The power of one extra hour is worth hitting the snooze button

Getting through the day on six hours of sleep is like trying to find a table at Shakespeare’s on Saturday night: nearly impossible. Even if you’ve mastered operating on less-than-adequate amounts of sleep, chances are you aren’t at your best.

This is especially true for teens, who research suggests are more alert mid-morning versus early morning. These findings led the Columbia Public School Board to enact an 8:55 a.m. start time for high schoolers this school year instead of at 7:45 a.m. A later time makes mornings less stressful, says Rock Bridge junior Jilly Dos Santos, who led a student group that petitioned for school to start later. Teachers are noticing, too. Austin Reed, a history teacher at Rock Bridge, says he has seen an improved alertness in his first-hour classes.

No matter how old you are, there are significant benefits to getting enough sleep. Perhaps a peek at this list will convince your boss to start the day an hour later, too.



Individuals with poor sleep habits have higher levels of ghrelin, a hunger hormone that increases appetite and lowers levels of leptin, a hunger hormone that decreases appetite. One explanation for America’s obesity epidemic might be related to a chronically sleep-deprived population, Abu Salah says, a sleep specialist at Boone Hospital.

When you’re sleepy, a $5 venti latte seems like nothing. But your daily Starbucks routine can add up without you even realizing it. Perhaps that’s because overly tired people are more likely to make financially risky decisions and ignore potential losses, a 2011 study from Duke University shows.

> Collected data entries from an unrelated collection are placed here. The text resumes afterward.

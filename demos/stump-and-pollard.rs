//! A small tour of the accumulator: a full node keeps a [MapPollard] with
//! every leaf remembered so it can prove anything, a wallet keeps one with
//! only its own leaves remembered, and a light verifier gets by with a
//! [Stump]. All three stay in sync by applying the same blocks.

use utreexo::accumulator::map_pollard::Leaf;
use utreexo::accumulator::map_pollard::MapPollard;
use utreexo::accumulator::node_hash::NodeHash;
use utreexo::accumulator::proof::Proof;
use utreexo::accumulator::stump::Stump;

fn main() {
    let mut bridge = MapPollard::new();
    let mut wallet = MapPollard::new();
    let mut verifier = Stump::new();

    // genesis block: eight coins, the wallet owns coin 3
    let coins: Vec<NodeHash> = (0u8..8).map(|i| NodeHash::new([i + 1; 32])).collect();
    let bridge_adds: Vec<Leaf> = coins
        .iter()
        .map(|hash| Leaf {
            hash: *hash,
            remember: true,
        })
        .collect();
    let wallet_adds: Vec<Leaf> = coins
        .iter()
        .enumerate()
        .map(|(i, hash)| Leaf {
            hash: *hash,
            remember: i == 3,
        })
        .collect();

    bridge.modify(&bridge_adds, &[], &Proof::default()).unwrap();
    wallet.modify(&wallet_adds, &[], &Proof::default()).unwrap();
    verifier.modify(&coins, &[], &Proof::default()).unwrap();
    println!("added {} coins, root: {}", verifier.leaves, verifier.roots[0]);

    // a block spends two coins the wallet does not own. Only the bridge
    // can build the proof; everyone can check and apply it.
    let spent = [coins[0], coins[6]];
    let block_proof = bridge.prove(&spent).unwrap();
    assert!(verifier.verify(&block_proof, &spent).unwrap());

    bridge.modify(&[], &spent, &block_proof).unwrap();
    wallet.modify(&[], &spent, &block_proof).unwrap();
    verifier.modify(&[], &spent, &block_proof).unwrap();
    println!("spent 2 coins, root: {}", verifier.roots[0]);

    // the wallet can still prove its own coin against the new roots
    let wallet_proof = wallet.prove(&[coins[3]]).unwrap();
    assert!(verifier.verify(&wallet_proof, &[coins[3]]).unwrap());
    println!(
        "wallet coin still provable at position {}",
        wallet_proof.targets[0]
    );

    // spend it too; afterwards the wallet has nothing left to prove
    wallet.modify(&[], &[coins[3]], &wallet_proof).unwrap();
    verifier.modify(&[], &[coins[3]], &wallet_proof).unwrap();
    assert!(wallet.prove(&[coins[3]]).is_err());
    println!("wallet coin spent, {} roots remain", verifier.roots.len());
}
#[cfg(test)]
mod tests {
    use bitcoin_hashes::sha256;
    use bitcoin_hashes::Hash;
    use bitcoin_hashes::HashEngine;

    use super::get_missing_positions;
    use super::Proof;
    use crate::accumulator::node_hash::NodeHash;
    use crate::accumulator::stump::Stump;

    fn hash_from_u8(value: u8) -> NodeHash {
        let mut engine = sha256::Hash::engine();
        engine.input(&[value]);
        NodeHash::new(sha256::Hash::from_engine(engine).to_byte_array())
    }

    fn leaves(n: u8) -> Vec<NodeHash> {
        (0..n).map(hash_from_u8).collect()
    }

    /// A stump holding the first `n` test leaves.
    fn stump_with(n: u8) -> (Stump, Vec<NodeHash>) {
        let mut stump = Stump::new();
        let leaves = leaves(n);
        stump.modify(&leaves, &[], &Proof::default()).unwrap();
        (stump, leaves)
    }

    #[test]
    fn test_verify_single_branch() {
        let (stump, leaves) = stump_with(8);

        // prove leaf 4 with its branch: 5, then h(6,7), then h(h(0,1),h(2,3))
        let proof = Proof::new(
            vec![4],
            vec![
                leaves[5],
                NodeHash::parent_hash(&leaves[6], &leaves[7]),
                NodeHash::parent_hash(
                    &NodeHash::parent_hash(&leaves[0], &leaves[1]),
                    &NodeHash::parent_hash(&leaves[2], &leaves[3]),
                ),
            ],
        );
        assert!(proof.verify(&[leaves[4]], &stump).unwrap());
        // the wrong leaf hash fails
        assert!(!proof.verify(&[leaves[5]], &stump).unwrap());
    }

    #[test]
    fn test_verify_sibling_targets() {
        let (stump, leaves) = stump_with(4);
        let proof = Proof::new(
            vec![2, 3],
            vec![NodeHash::parent_hash(&leaves[0], &leaves[1])],
        );
        assert!(proof.verify(&[leaves[2], leaves[3]], &stump).unwrap());

        // caller order is preserved, pairing is positional
        let proof = Proof::new(
            vec![3, 2],
            vec![NodeHash::parent_hash(&leaves[0], &leaves[1])],
        );
        assert!(proof.verify(&[leaves[3], leaves[2]], &stump).unwrap());
    }

    #[test]
    fn test_verify_across_trees() {
        // 5 leaves: a 4-leaf tree and a loose leaf that is its own root
        let (stump, leaves) = stump_with(5);
        let proof = Proof::new(vec![1, 4], vec![leaves[0], NodeHash::parent_hash(&leaves[2], &leaves[3])]);
        assert!(proof.verify(&[leaves[1], leaves[4]], &stump).unwrap());
    }

    #[test]
    fn test_verify_empty_proof() {
        let (stump, _) = stump_with(3);
        assert!(Proof::default().verify(&[], &stump).unwrap());
    }

    #[test]
    fn test_malformed_proofs() {
        let (stump, leaves) = stump_with(8);

        // too short
        let proof = Proof::new(vec![4], vec![leaves[5]]);
        assert!(proof.verify(&[leaves[4]], &stump).is_err());

        // too long
        let proof = Proof::new(
            vec![2, 3],
            vec![
                NodeHash::parent_hash(&leaves[0], &leaves[1]),
                leaves[0],
                leaves[1],
            ],
        );
        assert!(proof.verify(&[leaves[2], leaves[3]], &stump).is_err());

        // hash count disagrees with target count
        let proof = Proof::new(vec![0, 1], vec![]);
        assert!(proof.verify(&[leaves[0]], &stump).is_err());
    }

    #[test]
    fn test_proof_after_deletion() {
        let (stump, leaves) = stump_with(4);

        // delete leaf 1; its sibling's hash moves up to the parent slot
        let proof = Proof::new(
            vec![1],
            vec![leaves[0], NodeHash::parent_hash(&leaves[2], &leaves[3])],
        );
        assert!(proof.verify(&[leaves[1]], &stump).unwrap());

        let (new_hashes, new_proof) = proof.proof_after_deletion(4).unwrap();
        assert_eq!(new_hashes, vec![leaves[0]]);
        assert_eq!(new_proof.targets, vec![4]);
        assert_eq!(
            new_proof.hashes,
            vec![NodeHash::parent_hash(&leaves[2], &leaves[3])]
        );

        // and it verifies against the post-deletion stump
        let mut post = stump.clone();
        post.modify(&[], &[leaves[1]], &proof).unwrap();
        assert!(new_proof.verify(&new_hashes, &post).unwrap());
    }

    #[test]
    fn test_proof_after_deleting_whole_tree() {
        let (stump, leaves) = stump_with(4);
        let proof = Proof::new(vec![0, 1, 2, 3], vec![]);
        assert!(proof
            .verify(&[leaves[0], leaves[1], leaves[2], leaves[3]], &stump)
            .unwrap());

        let (new_hashes, new_proof) = proof.proof_after_deletion(4).unwrap();
        // the root is all that remains, and it is empty
        assert_eq!(new_proof.targets, vec![6]);
        assert_eq!(new_hashes, vec![NodeHash::empty()]);
        assert!(new_proof.hashes.is_empty());
    }

    #[test]
    fn test_proof_after_deletion_double_promotion() {
        let (stump, leaves) = stump_with(8);

        // deleting 0, 1 and 2 promotes leaf 3 twice
        let proof = Proof::new(
            vec![0, 1, 2],
            vec![
                leaves[3],
                NodeHash::parent_hash(
                    &NodeHash::parent_hash(&leaves[4], &leaves[5]),
                    &NodeHash::parent_hash(&leaves[6], &leaves[7]),
                ),
            ],
        );
        assert!(proof
            .verify(&[leaves[0], leaves[1], leaves[2]], &stump)
            .unwrap());

        let (new_hashes, new_proof) = proof.proof_after_deletion(8).unwrap();
        assert_eq!(new_proof.targets, vec![12]);
        assert_eq!(new_hashes, vec![leaves[3]]);

        let mut post = stump.clone();
        post.modify(&[], &[leaves[0], leaves[1], leaves[2]], &proof)
            .unwrap();
        assert!(new_proof.verify(&new_hashes, &post).unwrap());
    }

    #[test]
    fn test_merge() {
        let (stump, leaves) = stump_with(4);

        let left = Proof::new(
            vec![0, 1],
            vec![NodeHash::parent_hash(&leaves[2], &leaves[3])],
        );
        let right = Proof::new(
            vec![2, 3],
            vec![NodeHash::parent_hash(&leaves[0], &leaves[1])],
        );

        let (merged_hashes, merged) = left
            .merge(&right, &leaves[0..2], &leaves[2..4], 4)
            .unwrap();
        // everything is computable from the union, no hashes remain
        assert_eq!(merged.targets, vec![0, 1, 2, 3]);
        assert!(merged.hashes.is_empty());
        assert!(merged.verify(&merged_hashes, &stump).unwrap());
    }

    #[test]
    fn test_merge_overlapping() {
        let (stump, leaves) = stump_with(8);
        let sub_0 = NodeHash::parent_hash(&leaves[2], &leaves[3]);
        let sub_1 = NodeHash::parent_hash(
            &NodeHash::parent_hash(&leaves[4], &leaves[5]),
            &NodeHash::parent_hash(&leaves[6], &leaves[7]),
        );

        let left = Proof::new(vec![0], vec![leaves[1], sub_0, sub_1]);
        let right = Proof::new(vec![1], vec![leaves[0], sub_0, sub_1]);

        let (merged_hashes, merged) = left
            .merge(&right, &leaves[0..1], &leaves[1..2], 8)
            .unwrap();
        assert_eq!(merged.targets, vec![0, 1]);
        // the leaf hashes are now targets, only the branch remains
        assert_eq!(merged.hashes, vec![sub_0, sub_1]);
        assert!(merged.verify(&merged_hashes, &stump).unwrap());
    }

    #[test]
    fn test_remove_targets() {
        let (stump, leaves) = stump_with(8);
        let full_targets: Vec<u64> = (0..8).collect();
        let full = Proof::new(full_targets, vec![]);
        assert!(full.verify(&leaves, &stump).unwrap());

        // shrink to just leaf 4; the removed targets supply its branch
        let (kept_hashes, shrunk) = full.remove_targets(&leaves, &[0, 1, 2, 3, 5, 6, 7], 8).unwrap();
        assert_eq!(shrunk.targets, vec![4]);
        assert_eq!(kept_hashes, vec![leaves[4]]);
        assert!(shrunk.verify(&kept_hashes, &stump).unwrap());

        // removing everything leaves an empty proof
        let (kept_hashes, empty) = full
            .remove_targets(&leaves, &(0..8).collect::<Vec<_>>(), 8)
            .unwrap();
        assert!(kept_hashes.is_empty());
        assert_eq!(empty, Proof::default());
    }

    #[test]
    fn test_get_missing_positions() {
        // proving 0 needs 1, 9 and 13; holding 2 and 3 supplies 9
        let missing = get_missing_positions(8, &[2, 3], &[0]);
        assert_eq!(missing, vec![1, 13]);

        // the desired target itself is never reported
        let missing = get_missing_positions(8, &[1], &[0]);
        assert_eq!(missing, vec![13]);

        // nothing is missing when coverage is already there
        assert!(get_missing_positions(8, &[0, 1, 2, 3, 4, 5, 6, 7], &[5]).is_empty());
    }

    #[test]
    fn test_update_after_deletion() {
        let (stump, leaves) = stump_with(8);

        // we cache leaf 6, the block deletes leaves 0 and 5
        let cached = Proof::new(
            vec![6],
            vec![
                leaves[7],
                NodeHash::parent_hash(&leaves[4], &leaves[5]),
                NodeHash::parent_hash(
                    &NodeHash::parent_hash(&leaves[0], &leaves[1]),
                    &NodeHash::parent_hash(&leaves[2], &leaves[3]),
                ),
            ],
        );
        assert!(cached.verify(&[leaves[6]], &stump).unwrap());

        let block = Proof::new(
            vec![0, 5],
            vec![
                leaves[1],
                leaves[4],
                NodeHash::parent_hash(&leaves[2], &leaves[3]),
                NodeHash::parent_hash(&leaves[6], &leaves[7]),
            ],
        );
        let block_hashes = [leaves[0], leaves[5]];
        assert!(block.verify(&block_hashes, &stump).unwrap());

        let mut post = stump.clone();
        post.modify(&[], &block_hashes, &block).unwrap();

        let (new_hashes, new_proof) = cached
            .update_after_deletion(&[leaves[6]], &block, &block_hashes, 8)
            .unwrap();
        assert_eq!(new_hashes, vec![leaves[6]]);
        assert_eq!(new_proof.targets, vec![6]);
        assert!(new_proof.verify(&new_hashes, &post).unwrap());
    }

    #[test]
    fn test_update_after_deleting_cached_target() {
        let (stump, leaves) = stump_with(4);

        let cached = Proof::new(
            vec![0, 3],
            vec![leaves[1], leaves[2]],
        );
        assert!(cached.verify(&[leaves[0], leaves[3]], &stump).unwrap());

        // the block deletes one of our own targets
        let block = Proof::new(
            vec![3],
            vec![leaves[2], NodeHash::parent_hash(&leaves[0], &leaves[1])],
        );
        let block_hashes = [leaves[3]];

        let mut post = stump.clone();
        post.modify(&[], &block_hashes, &block).unwrap();

        let (new_hashes, new_proof) = cached
            .update_after_deletion(&[leaves[0], leaves[3]], &block, &block_hashes, 4)
            .unwrap();
        assert_eq!(new_hashes, vec![leaves[0]]);
        assert_eq!(new_proof.targets, vec![0]);
        assert!(new_proof.verify(&new_hashes, &post).unwrap());
    }

    #[test]
    fn test_serialize_round_trip() {
        let proof = Proof::new(
            vec![3, 1, 4000],
            vec![hash_from_u8(1), hash_from_u8(2), hash_from_u8(3)],
        );
        let mut buf = Vec::new();
        let len = proof.serialize(&mut buf).unwrap();
        assert_eq!(len, buf.len());

        let read_back = Proof::deserialize(&mut buf.as_slice()).unwrap();
        // caller order survives the round trip
        assert_eq!(read_back, proof);

        let empty = Proof::default();
        let mut buf = Vec::new();
        let len = empty.serialize(&mut buf).unwrap();
        assert_eq!(len, buf.len());
        assert_eq!(Proof::deserialize(&mut buf.as_slice()).unwrap(), empty);
    }

    #[test]
    fn test_deserialize_truncated() {
        let proof = Proof::new(vec![0], vec![hash_from_u8(0), hash_from_u8(1)]);
        let mut buf = Vec::new();
        proof.serialize(&mut buf).unwrap();
        buf.truncate(buf.len() - 1);
        assert!(Proof::deserialize(&mut buf.as_slice()).is_err());
    }
}
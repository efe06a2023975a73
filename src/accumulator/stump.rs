//! A [Stump] is the lightest-weight form of the accumulator: just the
//! roots and the leaf count. It can verify any inclusion proof and apply
//! additions and proven deletions, but cannot produce proofs itself.

use std::io::Read;
use std::io::Write;

use super::node_hash::NodeHash;
use super::proof::read_hash;
use super::proof::read_u64;
use super::proof::read_varint;
use super::proof::write_varint;
use super::proof::Proof;
use super::util;
use super::UtreexoError;

/// The roots of the forest, tallest tree first, plus how many leaves were
/// ever added.
#[derive(Clone, Debug, Default, PartialEq, Eq)]
#[cfg_attr(feature = "with-serde", derive(serde::Serialize, serde::Deserialize))]
pub struct Stump {
    pub roots: Vec<NodeHash>,
    pub leaves: u64,
}

impl Stump {
    /// Creates an empty Stump.
    /// # Example
    /// ```
    /// use utreexo::accumulator::stump::Stump;
    /// let stump = Stump::new();
    /// assert_eq!(stump.leaves, 0);
    /// assert!(stump.roots.is_empty());
    /// ```
    pub fn new() -> Self {
        Stump {
            roots: Vec::new(),
            leaves: 0,
        }
    }

    /// Checks a proof against this stump's roots.
    pub fn verify(&self, proof: &Proof, del_hashes: &[NodeHash]) -> Result<bool, UtreexoError> {
        proof.verify(del_hashes, self)
    }

    /// The external API to change the accumulator state. Since order
    /// matters, deletions are applied before additions; the deletions must
    /// come with a proof for them. Either list may be empty.
    /// # Example
    /// ```
    /// use utreexo::accumulator::node_hash::NodeHash;
    /// use utreexo::accumulator::proof::Proof;
    /// use utreexo::accumulator::stump::Stump;
    ///
    /// let mut stump = Stump::new();
    /// let utxos = vec![NodeHash::new([0; 32])];
    /// stump.modify(&utxos, &[], &Proof::default()).unwrap();
    /// assert_eq!(stump.leaves, 1);
    /// ```
    pub fn modify(
        &mut self,
        utxos: &[NodeHash],
        del_hashes: &[NodeHash],
        proof: &Proof,
    ) -> Result<(), UtreexoError> {
        let (_, old_roots) = proof.calculate_hashes(del_hashes, self.leaves)?;
        if !Proof::match_roots(&self.roots, &old_roots) {
            return Err(UtreexoError::RootMismatch);
        }

        // the roots as they stand once every deleted target is emptied out
        let empty = vec![NodeHash::empty(); del_hashes.len()];
        let (_, new_roots) = proof.calculate_hashes(&empty, self.leaves)?;

        let mut roots = self.roots.clone();
        for (pos, hash) in new_roots {
            let row = util::detect_row(pos, util::tree_rows(self.leaves));
            // roots are stored tallest first
            let idx = ((self.leaves >> row) >> 1).count_ones() as usize;
            *roots.get_mut(idx).ok_or(UtreexoError::CorruptedState)? = hash;
        }
        self.roots = roots;

        self.add(utxos);
        Ok(())
    }

    /// Rewinds to an older state, for handling reorgs. Takes ownership of
    /// `old_state`.
    /// # Example
    /// ```
    /// use utreexo::accumulator::node_hash::NodeHash;
    /// use utreexo::accumulator::proof::Proof;
    /// use utreexo::accumulator::stump::Stump;
    ///
    /// let mut stump = Stump::new();
    /// let old_state = stump.clone();
    /// let utxos = vec![NodeHash::new([7; 32])];
    /// stump.modify(&utxos, &[], &Proof::default()).unwrap();
    ///
    /// // a reorg happened
    /// stump.undo(old_state);
    /// assert_eq!(stump.leaves, 0);
    /// ```
    pub fn undo(&mut self, old_state: Stump) {
        self.leaves = old_state.leaves;
        self.roots = old_state.roots;
    }

    /// Serializes this stump as the leaf count followed by the roots.
    /// Returns the number of bytes written.
    pub fn serialize<W: Write>(&self, writer: &mut W) -> Result<usize, UtreexoError> {
        writer.write_all(&self.leaves.to_le_bytes())?;
        let mut len = 8 + write_varint(writer, self.roots.len() as u64)?;
        for root in &self.roots {
            writer.write_all(&**root)?;
            len += 32;
        }
        Ok(len)
    }

    /// Reads back a stump written by [Stump::serialize].
    pub fn deserialize<R: Read>(reader: &mut R) -> Result<Stump, UtreexoError> {
        let leaves = read_u64(reader)?;
        let n_roots = read_varint(reader)?;
        let mut roots = Vec::with_capacity(n_roots.min(64) as usize);
        for _ in 0..n_roots {
            roots.push(read_hash(reader)?);
        }
        Ok(Stump { leaves, roots })
    }

    fn add(&mut self, utxos: &[NodeHash]) {
        for utxo in utxos {
            self.add_single(*utxo);
        }
    }

    /// Iterates over the roots, merging the one we are adding with every
    /// tree already occupying a row, until a free row is found. Which rows
    /// are occupied can be read off the binary representation of the leaf
    /// count.
    fn add_single(&mut self, utxo: NodeHash) {
        let mut to_add = utxo;
        let mut row = 0;
        while (self.leaves >> row) & 1 == 1 {
            if let Some(root) = self.roots.pop() {
                // an empty root is a ghost left by deletions; the incoming
                // tree takes its place one row up without hashing
                if !root.is_empty() {
                    to_add = NodeHash::parent_hash(&root, &to_add);
                }
            }
            row += 1;
        }
        self.roots.push(to_add);
        self.leaves += 1;
    }
}
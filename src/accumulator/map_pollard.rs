//! A [MapPollard] is the partially-materialized accumulator. It keeps the
//! full root set like a [super::stump::Stump] does, and caches a chosen subset of
//! leaves together with exactly the intermediate nodes needed to re-prove
//! them, all indexed by position in one map. Instead of the niece pointers
//! a linked forest uses, deletions here rewrite the keys of the nodes that
//! collapse upward.

use std::collections::BTreeMap;
use std::collections::BTreeSet;
use std::io::Read;
use std::io::Write;
use std::mem;

use super::node_hash::MiniHash;
use super::node_hash::NodeHash;
use super::proof::parent_or_promote;
use super::proof::read_hash;
use super::proof::read_u64;
use super::proof::read_varint;
use super::proof::write_varint;
use super::proof::Proof;
use super::util;
use super::UtreexoError;

/// A leaf to be added to the accumulator. Leaves flagged `remember` stay
/// cached and can be proven later.
#[derive(Clone, Copy, Debug, PartialEq, Eq)]
#[cfg_attr(feature = "with-serde", derive(serde::Serialize, serde::Deserialize))]
pub struct Leaf {
    pub hash: NodeHash,
    pub remember: bool,
}

/// One stored forest node. `remember` is set iff this is the position of a
/// cached leaf.
#[derive(Clone, Copy, Debug, PartialEq, Eq)]
#[cfg_attr(feature = "with-serde", derive(serde::Serialize, serde::Deserialize))]
struct Node {
    hash: NodeHash,
    remember: bool,
}

/// The map-backed pollard.
///
/// `nodes` holds exactly the cached leaf positions, their proof positions,
/// and the current roots. `cached_leaves` maps a leaf hash back to its
/// position so callers can speak in hashes. The forest is laid out at a
/// fixed height `total_rows`, which may exceed the natural height for the
/// current leaf count; everything callers see is translated to the natural
/// height at the boundary.
#[derive(Clone, Debug, Default, PartialEq, Eq)]
#[cfg_attr(feature = "with-serde", derive(serde::Serialize, serde::Deserialize))]
pub struct MapPollard {
    nodes: BTreeMap<u64, Node>,
    cached_leaves: BTreeMap<MiniHash, u64>,
    num_leaves: u64,
    total_rows: u8,
}
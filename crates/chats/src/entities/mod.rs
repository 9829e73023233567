//! Domain entities for conversations.
//!
//! These are the row shapes the conversation store persists and the realtime
//! core reconciles against. Only the fields needed for client-side
//! reconciliation are modelled.

pub mod attachment;
pub mod conversation;
pub mod message;
pub mod participant;
pub mod receipt;

pub use attachment::{Attachment, AttachmentKind};
pub use conversation::{Conversation, ConversationKind};
pub use message::{Message, MessageKind, Reactions, SystemEvent};
pub use participant::{Participant, ParticipantRole, ParticipantStatus};
pub use receipt::ReadReceipt;
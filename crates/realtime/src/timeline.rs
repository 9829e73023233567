//! Ordered, identity-deduplicated message list.

use std::collections::HashSet;

use studyhall_chats::{Message, MessageId};

/// Messages sorted by `(created_at, id)` ascending, at most one per id.
#[derive(Debug, Default, Clone)]
pub struct MessageTimeline {
    messages: Vec<Message>,
    ids: HashSet<MessageId>,
}

impl MessageTimeline {
    pub fn new() -> Self {
        Self::default()
    }

    /// Insert a message, or replace the stored one with the same id.
    ///
    /// Returns `true` when the message was new.
    pub fn upsert(&mut self, message: Message) -> bool {
        if self.ids.contains(&message.id) {
            self.replace_existing(message);
            return false;
        }

        self.ids.insert(message.id);
        // realtime inserts almost always land at the tail
        let at_tail = self
            .messages
            .last()
            .map_or(true, |last| last.timeline_cmp(&message).is_lt());
        if at_tail {
            self.messages.push(message);
        } else {
            let at = self
                .messages
                .partition_point(|existing| existing.timeline_cmp(&message).is_lt());
            self.messages.insert(at, message);
        }
        true
    }

    /// Replace a message already in the timeline. Unknown ids are ignored and
    /// `false` is returned.
    pub fn replace(&mut self, message: Message) -> bool {
        if !self.ids.contains(&message.id) {
            return false;
        }
        self.replace_existing(message);
        true
    }

    // created_at is immutable, but a replacement can still carry a different
    // one if the store is misbehaving; re-seat it to keep the order.
    fn replace_existing(&mut self, message: Message) {
        let Some(position) = self.messages.iter().rposition(|m| m.id == message.id) else {
            return;
        };
        if self.messages[position].created_at == message.created_at {
            self.messages[position] = message;
        } else {
            self.messages.remove(position);
            let at = self
                .messages
                .partition_point(|existing| existing.timeline_cmp(&message).is_lt());
            self.messages.insert(at, message);
        }
    }

    /// Replace the whole timeline. Duplicate ids keep the last occurrence.
    pub fn reset(&mut self, messages: impl IntoIterator<Item = Message>) {
        self.messages.clear();
        self.ids.clear();
        for message in messages {
            self.upsert(message);
        }
    }

    pub fn clear(&mut self) {
        self.messages.clear();
        self.ids.clear();
    }

    pub fn contains(&self, id: &MessageId) -> bool {
        self.ids.contains(id)
    }

    pub fn get(&self, id: &MessageId) -> Option<&Message> {
        if !self.ids.contains(id) {
            return None;
        }
        self.messages.iter().rev().find(|m| m.id == *id)
    }

    pub fn oldest(&self) -> Option<&Message> {
        self.messages.first()
    }

    pub fn newest(&self) -> Option<&Message> {
        self.messages.last()
    }

    pub fn len(&self) -> usize {
        self.messages.len()
    }

    pub fn is_empty(&self) -> bool {
        self.messages.is_empty()
    }

    pub fn iter(&self) -> impl Iterator<Item = &Message> {
        self.messages.iter()
    }

    pub fn to_vec(&self) -> Vec<Message> {
        self.messages.clone()
    }
}

#[cfg(test)]
mod tests {
    use super::*;
    use chrono::{Duration, Utc};
    use studyhall_chats::OutgoingMessage;
    use uuid::Uuid;

    fn at(offset_secs: i64, content: &str) -> Message {
        let mut message = Message::from_outgoing(Uuid::nil(), Uuid::new_v4(), &OutgoingMessage::text(content));
        message.created_at = Utc::now() + Duration::seconds(offset_secs);
        message
    }

    fn contents(timeline: &MessageTimeline) -> Vec<String> {
        timeline
            .iter()
            .map(|m| m.content.clone().unwrap_or_default())
            .collect()
    }

    #[test]
    fn out_of_order_arrivals_are_sorted() {
        let t3 = at(2, "t3");
        let t1 = at(0, "t1");
        let t2 = at(1, "t2");

        let mut timeline = MessageTimeline::new();
        timeline.upsert(t3);
        timeline.upsert(t1);
        timeline.upsert(t2);

        assert_eq!(contents(&timeline), vec!["t1", "t2", "t3"]);
    }

    #[test]
    fn same_identity_is_replaced_in_place() {
        let original = at(0, "first");
        let mut timeline = MessageTimeline::new();
        assert!(timeline.upsert(original.clone()));
        timeline.upsert(at(5, "later"));

        let mut again = original.clone();
        again.content = Some("second".into());
        assert!(!timeline.upsert(again));

        assert_eq!(timeline.len(), 2);
        assert_eq!(contents(&timeline), vec!["second", "later"]);
    }

    #[test]
    fn equal_timestamps_break_ties_by_id() {
        let a = at(0, "a");
        let mut b = a.clone();
        b.id = Uuid::new_v4();
        let (low, high) = if a.id < b.id { (a, b) } else { (b, a) };

        let mut timeline = MessageTimeline::new();
        timeline.upsert(high.clone());
        timeline.upsert(low.clone());

        let ids: Vec<_> = timeline.iter().map(|m| m.id).collect();
        assert_eq!(ids, vec![low.id, high.id]);
    }

    #[test]
    fn replace_ignores_unknown_messages() {
        let mut timeline = MessageTimeline::new();
        timeline.upsert(at(0, "kept"));

        assert!(!timeline.replace(at(1, "stranger")));
        assert_eq!(timeline.len(), 1);
    }

    #[test]
    fn reset_deduplicates() {
        let message = at(0, "one");
        let mut timeline = MessageTimeline::new();
        timeline.upsert(at(-10, "stale"));

        timeline.reset(vec![message.clone(), message.clone()]);
        assert_eq!(timeline.len(), 1);
        assert_eq!(timeline.oldest().map(|m| m.id), Some(message.id));
    }
}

Sure, online shopping at 2 a.m. sounds great at the time, but finding a $200 hole in your checking account in the morning is not.

Aches and pains are about as fun as being stuck in rush-hour traffic. Lack of sleep decreases your pain tolerance, according to a 2001 study. Another study from 2006 found that sleep deprivation might contribute to the inflammation of chronic or acute pain. Ouch.


Inadequate sleep habits can impair the ability of your immune system to fight infection and colds. According to a 2013 British study, even one more hour per night can keep your immune system healthier and decreases the risk of diabetes and cancer.

After a sleepless night, you might resemble Oscar the Grouch more than you think. Adequate sleep has been linked to improving mood disorders such as anxiety and depression.

In case you need to find more enticing reasons to pencil in a nap this afternoon, other benefits of sleep are an increased sex drive, enhanced memory, clearer skin (beauty sleep isn’t just an urban legend), improved athletic performance, decreased risk of heart attack and lower blood pressure. If you find yourself constantly yawning, it might be time to trade in your double-shot latte for more time under the covers.